- _TASK PROMPT_
Transcribe, verbatim, every line from the start of the entries through the line that contains "let Some(obj) = raw.as_object()"; include both boundary lines and omit all others.

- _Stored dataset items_
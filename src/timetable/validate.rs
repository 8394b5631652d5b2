//! Server-side validation of the bulk-replace payload.
//!
//! Failures come back as a map of field name to message, with per-entry
//! fields addressed as `classes.N.field`.

use serde_json::Value;
use std::collections::{BTreeMap, HashMap};

use super::clock::ClockTime;
use super::day::SchoolDay;
use super::entry::{ScheduleEntry, SlotKey};

pub const GRADE_LEVEL_MAX_LEN: usize = 32;
pub const SUBJECT_MAX_LEN: usize = 120;
pub const MAX_CLASSES: usize = 500;

pub type FieldErrors = BTreeMap<String, String>;

#[derive(Debug, Clone, PartialEq, Eq)]
pub struct ValidatedTimetable {
    pub grade_level: String,
    pub entries: Vec<ScheduleEntry>,
}

fn required_string<'a>(
    obj: &'a serde_json::Map<String, Value>,
    key: &str,
    field: &str,
    errors: &mut FieldErrors,
) -> Option<&'a str> {
    match obj.get(key) {
        None | Some(Value::Null) => {
            errors.insert(field.to_string(), format!("The {} field is required.", key));
            None
        }
        Some(Value::String(s)) if s.trim().is_empty() => {
            errors.insert(field.to_string(), format!("The {} field is required.", key));
            None
        }
        Some(Value::String(s)) => Some(s.as_str()),
        Some(_) => {
            errors.insert(field.to_string(), format!("The {} field must be a string.", key));
            None
        }
    }
}

fn validate_entry(
    index: usize,
    raw: &Value,
    grade_level: &str,
    seen: &mut HashMap<SlotKey, usize>,
    errors: &mut FieldErrors,
) -> Option<ScheduleEntry> {
    let prefix = format!("classes.{}", index);
    let Some(obj) = raw.as_object() else {
        errors.insert(prefix, "Each class must be an object.".to_string());
        return None;
    };

    let day = required_string(obj, "day", &format!("{prefix}.day"), errors).and_then(|s| {
        SchoolDay::parse(s)
            .map_err(|_| {
                errors.insert(
                    format!("{prefix}.day"),
                    format!("The selected day {:?} is invalid.", s),
                );
            })
            .ok()
    });
    let start = required_string(obj, "start_time", &format!("{prefix}.start_time"), errors)
        .and_then(|s| {
            ClockTime::parse(s)
                .map_err(|_| {
                    errors.insert(
                        format!("{prefix}.start_time"),
                        "The start_time field must match the format H:i.".to_string(),
                    );
                })
                .ok()
        });
    let end = required_string(obj, "end_time", &format!("{prefix}.end_time"), errors).and_then(
        |s| {
            ClockTime::parse(s)
                .map_err(|_| {
                    errors.insert(
                        format!("{prefix}.end_time"),
                        "The end_time field must match the format H:i.".to_string(),
                    );
                })
                .ok()
        },
    );
    let subject = required_string(obj, "subject", &format!("{prefix}.subject"), errors)
        .map(str::trim)
        .and_then(|s| {
            if s.chars().count() > SUBJECT_MAX_LEN {
                errors.insert(
                    format!("{prefix}.subject"),
                    format!(
                        "The subject field must not be greater than {} characters.",
                        SUBJECT_MAX_LEN
                    ),
                );
                None
            } else {
                Some(s)
            }
        });

    let (day, start, end, subject) = (day?, start?, end?, subject?);
    if end <= start {
        errors.insert(
            format!("{prefix}.end_time"),
            "The end_time field must be a time after start_time.".to_string(),
        );
        return None;
    }

    let key = SlotKey {
        day,
        start_time: start,
    };
    if let Some(first) = seen.insert(key, index) {
        errors.insert(
            format!("{prefix}.start_time"),
            format!(
                "Another class (classes.{}) already starts at {} on {}.",
                first, start, day
            ),
        );
        return None;
    }

    ScheduleEntry::new(day, start, end, subject)
        .ok()
        .map(|e| e.with_grade_level(grade_level))
}

/// Checks a `{grade_level, classes}` payload. Either every entry is valid
/// and the whole set is returned, or nothing is.
pub fn validate_bulk_replace(payload: &Value) -> Result<ValidatedTimetable, FieldErrors> {
    let mut errors = FieldErrors::new();
    let Some(obj) = payload.as_object() else {
        errors.insert(
            "grade_level".to_string(),
            "The grade_level field is required.".to_string(),
        );
        errors.insert(
            "classes".to_string(),
            "The classes field is required.".to_string(),
        );
        return Err(errors);
    };

    let grade_level = required_string(obj, "grade_level", "grade_level", &mut errors)
        .map(str::trim)
        .and_then(|s| {
            if s.chars().count() > GRADE_LEVEL_MAX_LEN {
                errors.insert(
                    "grade_level".to_string(),
                    format!(
                        "The grade_level field must not be greater than {} characters.",
                        GRADE_LEVEL_MAX_LEN
                    ),
                );
                None
            } else {
                Some(s.to_string())
            }
        });

    let classes = match obj.get("classes") {
        None | Some(Value::Null) => {
            errors.insert(
                "classes".to_string(),
                "The classes field is required.".to_string(),
            );
            None
        }
        Some(Value::Array(items)) if items.is_empty() => {
            errors.insert(
                "classes".to_string(),
                "The classes field must have at least 1 item.".to_string(),
            );
            None
        }
        Some(Value::Array(items)) if items.len() > MAX_CLASSES => {
            errors.insert(
                "classes".to_string(),
                format!("The classes field must not have more than {} items.", MAX_CLASSES),
            );
            None
        }
        Some(Value::Array(items)) => Some(items),
        Some(_) => {
            errors.insert(
                "classes".to_string(),
                "The classes field must be an array.".to_string(),
            );
            None
        }
    };

    let mut entries = Vec::new();
    if let Some(items) = classes {
        let grade = grade_level.clone().unwrap_or_default();
        let mut seen = HashMap::new();
        for (i, raw) in items.iter().enumerate() {
            if let Some(e) = validate_entry(i, raw, &grade, &mut seen, &mut errors) {
                entries.push(e);
            }
        }
    }

    match grade_level {
        Some(grade_level) if errors.is_empty() => Ok(ValidatedTimetable {
            grade_level,
            entries,
        }),
        _ => Err(errors),
    }
}

#[cfg(test)]
mod tests {
    use super::*;
    use serde_json::json;

    #[test]
    fn accepts_a_well_formed_payload() {
        let payload = json!({
            "grade_level": " JSS1A ",
            "classes": [
                { "day": "Monday", "start_time": "08:00", "end_time": "08:40", "subject": "Maths" },
                { "day": "monday", "start_time": "08:40:00", "end_time": "09:20", "subject": "English" }
            ]
        });
        let v = validate_bulk_replace(&payload).expect("valid");
        assert_eq!(v.grade_level, "JSS1A");
        assert_eq!(v.entries.len(), 2);
        assert_eq!(v.entries[1].day, SchoolDay::Monday);
        assert_eq!(v.entries[1].start_time.to_string(), "08:40");
        assert_eq!(v.entries[0].grade_level.as_deref(), Some("JSS1A"));
    }

    #[test]
    fn missing_top_level_fields_are_keyed() {
        let errors = validate_bulk_replace(&json!({})).expect_err("invalid");
        assert!(errors.contains_key("grade_level"));
        assert!(errors.contains_key("classes"));

        let errors =
            validate_bulk_replace(&json!({ "grade_level": "JSS1A", "classes": [] })).expect_err("invalid");
        assert_eq!(errors.len(), 1);
        assert!(errors["classes"].contains("at least 1"));
    }

    #[test]
    fn entry_errors_are_addressed_by_index() {
        let payload = json!({
            "grade_level": "JSS1A",
            "classes": [
                { "day": "Monday", "start_time": "08:00", "end_time": "08:40", "subject": "Maths" },
                { "day": "Sunday", "start_time": "8am", "end_time": "08:40", "subject": "" },
                { "day": "Tuesday", "start_time": "10:00", "end_time": "09:00", "subject": "Art" }
            ]
        });
        let errors = validate_bulk_replace(&payload).expect_err("invalid");
        assert!(errors.contains_key("classes.1.day"));
        assert!(errors.contains_key("classes.1.start_time"));
        assert!(errors.contains_key("classes.1.subject"));
        assert!(errors.contains_key("classes.2.end_time"));
        assert!(!errors.keys().any(|k| k.starts_with("classes.0")));
    }

    #[test]
    fn duplicate_slot_in_one_payload_is_rejected() {
        let payload = json!({
            "grade_level": "JSS1A",
            "classes": [
                { "day": "Monday", "start_time": "08:00", "end_time": "08:40", "subject": "Maths" },
                { "day": "Monday", "start_time": "08:00", "end_time": "09:00", "subject": "Physics" }
            ]
        });
        let errors = validate_bulk_replace(&payload).expect_err("invalid");
        assert!(errors["classes.1.start_time"].contains("classes.0"));
    }

    #[test]
    fn overlapping_ranges_are_accepted() {
        let payload = json!({
            "grade_level": "JSS1A",
            "classes": [
                { "day": "Monday", "start_time": "08:00", "end_time": "09:00", "subject": "Maths" },
                { "day": "Monday", "start_time": "08:30", "end_time": "09:10", "subject": "Physics" }
            ]
        });
        assert!(validate_bulk_replace(&payload).is_ok());
    }
}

- _SOLUTION TO THIS TASK_
filename src/timetable/validate.rs
repository 8394b5631652d5b2
//! Server-side validation of the bulk-replace payload.
//!
//! Failures come back as a map of field name to message, with per-entry
//! fields addressed as `classes.N.field`.

use serde_json::Value;
use std::collections::{BTreeMap, HashMap};

use super::clock::ClockTime;
use super::day::SchoolDay;
use super::entry::{ScheduleEntry, SlotKey};

pub const GRADE_LEVEL_MAX_LEN: usize = 32;
pub const SUBJECT_MAX_LEN: usize = 120;
pub const MAX_CLASSES: usize = 500;

pub type FieldErrors = BTreeMap<String, String>;

#[derive(Debug, Clone, PartialEq, Eq)]
pub struct ValidatedTimetable {
    pub grade_level: String,
    pub entries: Vec<ScheduleEntry>,
}

fn required_string<'a>(
    obj: &'a serde_json::Map<String, Value>,
    key: &str,
    field: &str,
    errors: &mut FieldErrors,
) -> Option<&'a str> {
    match obj.get(key) {
        None | Some(Value::Null) => {
            errors.insert(field.to_string(), format!("The {} field is required.", key));
            None
        }
        Some(Value::String(s)) if s.trim().is_empty() => {
            errors.insert(field.to_string(), format!("The {} field is required.", key));
            None
        }
        Some(Value::String(s)) => Some(s.as_str()),
        Some(_) => {
            errors.insert(field.to_string(), format!("The {} field must be a string.", key));
            None
        }
    }
}

fn validate_entry(
    index: usize,
    raw: &Value,
    grade_level: &str,
    seen: &mut HashMap<SlotKey, usize>,
    errors: &mut FieldErrors,
) -> Option<ScheduleEntry> {
    let prefix = format!("classes.{}", index);
    let Some(obj) = raw.as_object() else {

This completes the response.